I have long championed the right of nursing home patients to have video cameras installed in their rooms so that their loved ones can look after them from afar. Now Gov. Gretchen Whitmer has issued Executive Order 2020-37, which extended the ban on the public visiting health care and residential care facilities to May 3 to help mitigate the spread of COVID-19 to our state’s most vulnerable residents.

Executive Order 2020-37 defines residential care facilities as nursing homes, assisted living and hospice care facilities, among others. The order further clarifies that these senior homes “must make best efforts to facilitate visitations with individuals under their care by phone or other electronic communication” devices.

I am pleased that residents may finally be permitted the choice to have cameras installed in their rooms. This is a strong first step in acknowledging the right of nursing home residents to maintain a connection with their loved ones via electronic devices.

Elder abuse is a growing problem in Michigan as our population continues to age. A resident’s room is their home, and nursing home residents have the right to feel safe in their home.

Nursing home residents have the right to feel safe in their home, writes Runestad.

The National Council on Aging estimates that as many as 5 million older Americans are the victims of abuse each year. While other states can include video as evidence of these crimes, here in Michigan nursing homes can still deny residents the ability to install a camera. In turn, our fathers and mothers, our uncles and aunts, our grandparents, our loved ones who helped shape and guide our lives, are not offered the deterrent of cameras. In my opinion, they deserve the utmost care and respect in their final years.

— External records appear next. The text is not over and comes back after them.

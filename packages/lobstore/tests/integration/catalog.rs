use futures::TryStreamExt;
use lobstore::{FsObject, FsObjectCatalog, LargeObject, OpenMode, StorageError};
use sea_orm::{ConnectionTrait, TransactionTrait};

use crate::common::TestDb;

/// Unlink the object behind `record` in its own transaction, leaving the row.
async fn unlink_behind(t: &TestDb, record: &FsObject) {
    let txn = t.db.begin().await.unwrap();
    let mut lo = LargeObject::open(&txn, record.oid(), OpenMode::READ)
        .await
        .unwrap();
    lo.unlink().await.unwrap();
    drop(lo);
    txn.commit().await.unwrap();
}

async fn insert_with_content(t: &TestDb, digest: &str, content: &[u8]) -> FsObject {
    let txn = t.db.begin().await.unwrap();
    let mut record = FsObjectCatalog::new(&txn)
        .insert(digest, None)
        .await
        .unwrap();
    record
        .with_lobject(&txn, "wb", async |lo| lo.write_all(content).await)
        .await
        .unwrap();
    txn.commit().await.unwrap();
    record
}

mod scoped_access {
    use super::*;

    #[tokio::test]
    async fn write_read_delete_scenario() {
        let t = TestDb::spawn().await;

        let txn = t.db.begin().await.unwrap();
        let catalog = FsObjectCatalog::new(&txn);
        let mut record = catalog.insert("abc", Some("greeting".into())).await.unwrap();
        assert_eq!(record.oid(), None);

        let written = record
            .with_lobject(&txn, "wb", async |lo| lo.write(b"hello").await)
            .await
            .unwrap();
        assert_eq!(written, 5);
        assert_ne!(record.object_id, 0);

        // The allocation is visible to catalog reads in the same transaction.
        let reread = catalog.get_by_digest("abc").await.unwrap().unwrap();
        assert_eq!(reread.object_id, record.object_id);
        txn.commit().await.unwrap();

        let txn = t.db.begin().await.unwrap();
        let catalog = FsObjectCatalog::new(&txn);
        let mut record = catalog.get_by_digest("abc").await.unwrap().unwrap();
        let oid = record.object_id;
        let data = record
            .with_lobject(&txn, OpenMode::default(), async |lo| lo.read(5).await)
            .await
            .unwrap();
        assert_eq!(data, b"hello");
        assert_eq!(record.object_id, oid);
        assert!(record.check_lobject(&txn).await.unwrap());

        record.delete(&txn).await.unwrap();
        assert_eq!(catalog.get_by_digest("abc").await.unwrap(), None);
        assert!(!record.check_lobject(&txn).await.unwrap());
        txn.commit().await.unwrap();

        assert_eq!(t.large_object_count().await, 0);
    }

    #[tokio::test]
    async fn invalid_mode_leaves_record_untouched() {
        let t = TestDb::spawn().await;
        let txn = t.db.begin().await.unwrap();
        let mut record = FsObjectCatalog::new(&txn)
            .insert("abc", None)
            .await
            .unwrap();

        let err = record
            .with_lobject(&txn, "w", async |_lo| Ok(()))
            .await
            .unwrap_err();
        assert!(matches!(err, StorageError::InvalidMode { .. }));
        assert_eq!(record.object_id, 0);
        txn.commit().await.unwrap();

        assert_eq!(t.large_object_count().await, 0);
    }

    #[tokio::test]
    async fn close_after_transaction_failure_is_swallowed() {
        let t = TestDb::spawn().await;
        let mut record = insert_with_content(&t, "abc", b"hello").await;

        let txn = t.db.begin().await.unwrap();
        let result = record
            .with_lobject(&txn, OpenMode::READ, async |_lo| {
                let failed = txn.execute_unprepared("SELECT * FROM no_such_table").await;
                assert!(failed.is_err());
                Ok(())
            })
            .await;
        assert!(result.is_ok(), "{result:?}");
    }

    #[tokio::test]
    async fn uncatalogued_record_gets_no_object() {
        let t = TestDb::spawn().await;

        let txn = t.db.begin().await.unwrap();
        let mut record = FsObject::new("never-inserted", None);
        let err = record
            .with_lobject(&txn, "wb", async |lo| lo.write_all(b"lost").await)
            .await
            .unwrap_err();
        assert!(matches!(err, StorageError::NotFound(_)));
        assert_eq!(record.object_id, 0);
        txn.commit().await.unwrap();

        assert_eq!(t.large_object_count().await, 0);
    }

    #[tokio::test]
    async fn rollback_undoes_allocation_and_record() {
        let t = TestDb::spawn().await;

        let txn = t.db.begin().await.unwrap();
        let mut record = FsObjectCatalog::new(&txn)
            .insert("abc", None)
            .await
            .unwrap();
        record
            .with_lobject(&txn, OpenMode::READ_WRITE, async |lo| {
                lo.write_all(b"tmp").await
            })
            .await
            .unwrap();
        txn.rollback().await.unwrap();

        assert_eq!(FsObjectCatalog::new(&t.db).get_by_digest("abc").await.unwrap(), None);
        assert_eq!(t.large_object_count().await, 0);
    }
}

mod integrity {
    use super::*;

    #[tokio::test]
    async fn unallocated_record_is_not_intact() {
        let t = TestDb::spawn().await;
        let record = FsObjectCatalog::new(&t.db)
            .insert("abc", None)
            .await
            .unwrap();
        assert!(!record.check_lobject(&t.db).await.unwrap());
    }

    #[tokio::test]
    async fn live_object_is_intact() {
        let t = TestDb::spawn().await;
        let record = insert_with_content(&t, "abc", b"hello").await;
        assert!(record.check_lobject(&t.db).await.unwrap());
    }

    #[tokio::test]
    async fn unlinked_object_is_detected_without_breaking_transaction() {
        let t = TestDb::spawn().await;
        let record = insert_with_content(&t, "abc", b"hello").await;

        let txn = t.db.begin().await.unwrap();
        let mut lo = LargeObject::open(&txn, record.oid(), OpenMode::READ)
            .await
            .unwrap();
        lo.unlink().await.unwrap();
        drop(lo);

        assert!(!record.check_lobject(&txn).await.unwrap());

        // The failed probe was confined to a savepoint.
        let still_there = FsObjectCatalog::new(&txn).get_by_digest("abc").await.unwrap();
        assert_eq!(still_there, Some(record));
        txn.commit().await.unwrap();
    }
}

mod enumeration {
    use super::*;

    #[tokio::test]
    async fn get_by_digest_distinguishes_records() {
        let t = TestDb::spawn().await;
        let catalog = FsObjectCatalog::new(&t.db);
        catalog.insert("a", Some("first".into())).await.unwrap();
        catalog.insert("b", None).await.unwrap();

        assert_eq!(catalog.get_by_digest("never").await.unwrap(), None);
        let a = catalog.get_by_digest("a").await.unwrap().unwrap();
        assert_eq!(a.digest, "a");
        assert_eq!(a.description.as_deref(), Some("first"));
    }

    #[tokio::test]
    async fn duplicate_digest_is_rejected() {
        let t = TestDb::spawn().await;
        let catalog = FsObjectCatalog::new(&t.db);
        catalog.insert("a", None).await.unwrap();

        let err = catalog.insert("a", None).await.unwrap_err();
        assert!(matches!(err, StorageError::Database(_)));
    }

    #[tokio::test]
    async fn scan_is_restartable() {
        let t = TestDb::spawn().await;
        let catalog = FsObjectCatalog::new(&t.db);
        for digest in ["c", "a", "b"] {
            catalog.insert(digest, None).await.unwrap();
        }

        let scan = catalog.get_all().await.unwrap();
        assert!(scan.is_provisioned());

        let fetched: Vec<String> = scan
            .fetch(&t.db)
            .await
            .unwrap()
            .into_iter()
            .map(|r| r.digest)
            .collect();
        assert_eq!(fetched, ["a", "b", "c"]);

        let streamed: Vec<FsObject> = scan
            .stream(&t.db)
            .await
            .unwrap()
            .try_collect()
            .await
            .unwrap();
        assert_eq!(streamed.len(), 3);
    }

    #[tokio::test]
    async fn missing_table_reads_as_empty() {
        let t = TestDb::spawn_unprovisioned().await;
        let catalog = FsObjectCatalog::new(&t.db);

        let scan = catalog.get_all().await.unwrap();
        assert!(!scan.is_provisioned());
        assert!(scan.fetch(&t.db).await.unwrap().is_empty());

        let streamed: Vec<FsObject> = scan
            .stream(&t.db)
            .await
            .unwrap()
            .try_collect()
            .await
            .unwrap();
        assert!(streamed.is_empty());

        assert_eq!(catalog.delete_all().await.unwrap(), 0);
    }
}

mod purge {
    use super::*;

    #[tokio::test]
    async fn delete_all_on_empty_catalog() {
        let t = TestDb::spawn().await;
        let txn = t.db.begin().await.unwrap();
        assert_eq!(FsObjectCatalog::new(&txn).delete_all().await.unwrap(), 0);
        txn.commit().await.unwrap();
    }

    #[tokio::test]
    async fn delete_all_removes_records_and_objects() {
        let t = TestDb::spawn().await;
        insert_with_content(&t, "a", b"one").await;
        insert_with_content(&t, "b", b"two").await;
        FsObjectCatalog::new(&t.db).insert("c", None).await.unwrap();

        let txn = t.db.begin().await.unwrap();
        let catalog = FsObjectCatalog::new(&txn);
        assert_eq!(catalog.delete_all().await.unwrap(), 3);
        assert!(catalog.get_all().await.unwrap().fetch(&txn).await.unwrap().is_empty());
        txn.commit().await.unwrap();

        assert_eq!(t.large_object_count().await, 0);
    }

    #[tokio::test]
    async fn record_with_vanished_object_can_be_deleted() {
        let t = TestDb::spawn().await;
        let mut record = insert_with_content(&t, "abc", b"hello").await;
        unlink_behind(&t, &record).await;

        let txn = t.db.begin().await.unwrap();
        record.delete(&txn).await.unwrap();
        assert_eq!(record.oid(), None);
        assert_eq!(FsObjectCatalog::new(&txn).get_by_digest("abc").await.unwrap(), None);
        txn.commit().await.unwrap();
    }

    #[tokio::test]
    async fn delete_all_removes_records_with_vanished_objects() {
        let t = TestDb::spawn().await;
        insert_with_content(&t, "a", b"one").await;
        let broken = insert_with_content(&t, "b", b"two").await;
        insert_with_content(&t, "c", b"three").await;
        unlink_behind(&t, &broken).await;

        let txn = t.db.begin().await.unwrap();
        let catalog = FsObjectCatalog::new(&txn);
        assert_eq!(catalog.delete_all().await.unwrap(), 3);
        assert!(catalog.get_all().await.unwrap().fetch(&txn).await.unwrap().is_empty());
        txn.commit().await.unwrap();

        assert_eq!(t.large_object_count().await, 0);
    }

    #[tokio::test]
    async fn orphaned_objects_survive_delete_all() {
        let t = TestDb::spawn().await;
        insert_with_content(&t, "a", b"one").await;

        let txn = t.db.begin().await.unwrap();
        let mut orphan = LargeObject::open(&txn, None, OpenMode::READ_WRITE)
            .await
            .unwrap();
        orphan.write_all(b"nobody knows").await.unwrap();
        orphan.close().await.unwrap();
        drop(orphan);
        txn.commit().await.unwrap();

        let txn = t.db.begin().await.unwrap();
        assert_eq!(FsObjectCatalog::new(&txn).delete_all().await.unwrap(), 1);
        txn.commit().await.unwrap();

        assert_eq!(t.large_object_count().await, 1);
    }
}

Paula D. Cunningham, state director of AARP Michigan, recently weighed in on this issue.

“Nursing home residents have a right to communicate with their loved ones, and their families or other caregivers need to be able to monitor the residents’ care and well-being,” Cunningham said. “It only makes sense to allow voluntary virtual visitation and electronic technology to assist this vital two-way communication. The current pandemic has thrown a spotlight on this issue, but this technology should always be available for those who want it.”

Cameras in nursing homes help family members monitor the care their loved one is receiving. They can also serve as a type of insurance to ensure that our loved ones are receiving proper care at all times. My legislation, Senate Bill 77, ensures that this right is enshrined in Michigan law and will continue beyond the declared state of emergency we are currently operating under.

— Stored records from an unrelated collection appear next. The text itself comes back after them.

use std::io::Cursor;

use async_trait::async_trait;
use tokio::io::AsyncRead;

use super::error::StorageError;
use super::hash::ContentHash;

/// Type alias for a boxed async reader.
pub type BoxReader = Box<dyn AsyncRead + Unpin + Send>;

/// Content-addressed blob storage.
#[async_trait]
pub trait BlobStore: Send + Sync {
    /// Store bytes and return the content hash.
    async fn put(&self, data: &[u8]) -> Result<ContentHash, StorageError> {
        let reader: BoxReader = Box::new(Cursor::new(data.to_vec()));
        self.put_stream(reader).await
    }

    /// Store data from an async reader and return the content hash.
    async fn put_stream(&self, reader: BoxReader) -> Result<ContentHash, StorageError>;

    /// Retrieve all bytes for a blob.
    async fn get(&self, hash: &ContentHash) -> Result<Vec<u8>, StorageError>;

    /// Retrieve a blob as a reader.
    ///
    /// Large object descriptors cannot outlive their transaction, so the
    /// default reads the payload in full and serves it from memory.
    async fn get_stream(&self, hash: &ContentHash) -> Result<BoxReader, StorageError> {
        let data = self.get(hash).await?;
        Ok(Box::new(Cursor::new(data)))
    }

    /// Whether a catalog entry exists and its backing object can be opened.
    async fn exists(&self, hash: &ContentHash) -> Result<bool, StorageError>;

    /// Delete a blob. Returns `false` if it was not stored.
    async fn delete(&self, hash: &ContentHash) -> Result<bool, StorageError>;

    /// Size of a blob in bytes.
    async fn size(&self, hash: &ContentHash) -> Result<u64, StorageError>;
}
pub mod fsobject;
use std::io::SeekFrom;

use async_trait::async_trait;
use sea_orm::{
    ActiveModelTrait, ActiveValue::Unchanged, DatabaseConnection, DatabaseTransaction, Set,
    TransactionTrait,
};
use tokio::io::{AsyncRead, AsyncReadExt};
use tracing::{debug, instrument};

use super::error::StorageError;
use super::hash::{ContentHash, ContentHasher};
use super::large_object::LargeObject;
use super::mode::OpenMode;
use super::traits::{BlobStore, BoxReader};
use crate::catalog::FsObjectCatalog;
use crate::config::StorageConfig;
use crate::entity::fsobject;

/// Content-addressed blob store on PostgreSQL large objects.
///
/// Every call runs in its own transaction. Blobs are keyed by the hex SHA-256
/// of their content in the `fsobjects` catalog.
#[derive(Clone)]
pub struct PostgresBlobStore {
    db: DatabaseConnection,
    max_size: u64,
    chunk_size: usize,
}

impl PostgresBlobStore {
    pub fn new(db: DatabaseConnection, config: &StorageConfig) -> Self {
        Self {
            db,
            max_size: config.max_blob_size,
            chunk_size: config.chunk_size.max(1),
        }
    }

    /// Store bytes with a human-readable description.
    pub async fn put_with_description(
        &self,
        data: &[u8],
        description: Option<String>,
    ) -> Result<ContentHash, StorageError> {
        self.store(data, description).await
    }

    /// The description recorded for a blob.
    pub async fn describe(&self, hash: &ContentHash) -> Result<Option<String>, StorageError> {
        let digest = hash.to_hex();
        let record = FsObjectCatalog::new(&self.db)
            .get_by_digest(&digest)
            .await?
            .ok_or(StorageError::NotFound(digest))?;
        Ok(record.description)
    }

    /// Copy `reader` into a fresh large object and register it under its hash.
    ///
    /// If the digest is already stored with a live object the fresh copy is
    /// unlinked again; a record whose object went missing is pointed at the
    /// fresh copy instead.
    #[instrument(skip(self, reader, description))]
    async fn store<R>(
        &self,
        mut reader: R,
        description: Option<String>,
    ) -> Result<ContentHash, StorageError>
    where
        R: AsyncRead + Unpin + Send,
    {
        let txn = self.db.begin().await?;
        let mut lo = LargeObject::open(&txn, None, OpenMode::READ_WRITE).await?;

        let mut hasher = ContentHasher::default();
        let mut total: u64 = 0;
        let mut buf = vec![0u8; self.chunk_size];
        loop {
            let n = reader.read(&mut buf).await?;
            if n == 0 {
                break;
            }

            total += n as u64;
            if total > self.max_size {
                // Dropping the transaction rolls the allocation back.
                return Err(StorageError::SizeLimitExceeded {
                    actual: total,
                    limit: self.max_size,
                });
            }

            hasher.update(&buf[..n]);
            lo.write_all(&buf[..n]).await?;
        }
        lo.close().await?;

        let hash = hasher.finalize();
        let digest = hash.to_hex();
        let oid = lo.oid();

        match FsObjectCatalog::new(&txn).get_by_digest(&digest).await? {
            Some(existing) if existing.check_lobject(&txn).await? => {
                lo.unlink().await?;
                debug!(%digest, "Blob already stored, dropped duplicate copy");
            }
            Some(existing) => {
                let model = fsobject::ActiveModel {
                    digest: Unchanged(existing.digest),
                    object_id: Set(oid.to_column()),
                    description: Set(description.or(existing.description)),
                };
                model.update(&txn).await?;
                debug!(%digest, %oid, "Re-attached blob to a record with a missing object");
            }
            None => {
                let model = fsobject::ActiveModel {
                    digest: Set(digest.clone()),
                    object_id: Set(oid.to_column()),
                    description: Set(description),
                };
                model.insert(&txn).await?;
                debug!(%digest, %oid, size = total, "Stored new blob");
            }
        }

        drop(lo);
        txn.commit().await?;
        Ok(hash)
    }

    /// Open the object behind `hash` read-only inside `txn`.
    async fn open_existing<'t>(
        &self,
        txn: &'t DatabaseTransaction,
        hash: &ContentHash,
    ) -> Result<LargeObject<'t, DatabaseTransaction>, StorageError> {
        let digest = hash.to_hex();
        let oid = FsObjectCatalog::new(txn)
            .get_by_digest(&digest)
            .await?
            .and_then(|record| record.oid())
            .ok_or_else(|| StorageError::NotFound(digest.clone()))?;

        match LargeObject::open(txn, Some(oid), OpenMode::READ).await {
            Ok(lo) => Ok(lo),
            Err(e) if e.is_storage_failure() => {
                debug!(%digest, %oid, error = %e, "Catalogued blob has no readable object");
                Err(StorageError::NotFound(digest))
            }
            Err(e) => Err(e),
        }
    }
}

#[async_trait]
impl BlobStore for PostgresBlobStore {
    async fn put(&self, data: &[u8]) -> Result<ContentHash, StorageError> {
        self.store(data, None).await
    }

    async fn put_stream(&self, reader: BoxReader) -> Result<ContentHash, StorageError> {
        self.store(reader, None).await
    }

    async fn get(&self, hash: &ContentHash) -> Result<Vec<u8>, StorageError> {
        let txn = self.db.begin().await?;
        let mut lo = self.open_existing(&txn, hash).await?;
        let data = lo.read_to_end(self.chunk_size).await?;
        lo.close().await?;
        drop(lo);
        txn.commit().await?;
        Ok(data)
    }

    async fn exists(&self, hash: &ContentHash) -> Result<bool, StorageError> {
        match FsObjectCatalog::new(&self.db)
            .get_by_digest(&hash.to_hex())
            .await?
        {
            Some(record) => record.check_lobject(&self.db).await,
            None => Ok(false),
        }
    }

    async fn delete(&self, hash: &ContentHash) -> Result<bool, StorageError> {
        let txn = self.db.begin().await?;
        let Some(mut record) = FsObjectCatalog::new(&txn)
            .get_by_digest(&hash.to_hex())
            .await?
        else {
            return Ok(false);
        };

        record.delete(&txn).await?;
        txn.commit().await?;
        Ok(true)
    }

    async fn size(&self, hash: &ContentHash) -> Result<u64, StorageError> {
        let txn = self.db.begin().await?;
        let mut lo = self.open_existing(&txn, hash).await?;
        let size = lo.seek(SeekFrom::End(0)).await?;
        lo.close().await?;
        drop(lo);
        txn.commit().await?;
        Ok(size)
    }
}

My legislation would offer the opportunity for residents to put a camera in their room — if they so choose. All roommates in the room must sign off, and other protections have been put in place to protect the privacy of the resident. At the end of the day, a senior’s right to install a camera in their own room should be permitted.

Michigan State Sen. Jim Runestad, R-White Lake

It is disappointing that it took a public health crisis to crack open the door to a right that should already exist for nursing home residents and their family members. It is my hope that this trial run will convince all stakeholders involved of this going forward. Seniors should continue to be protected for years to come.

State Sen. Jim Runestad, R-White Lake, represents Michigan’s 15th District.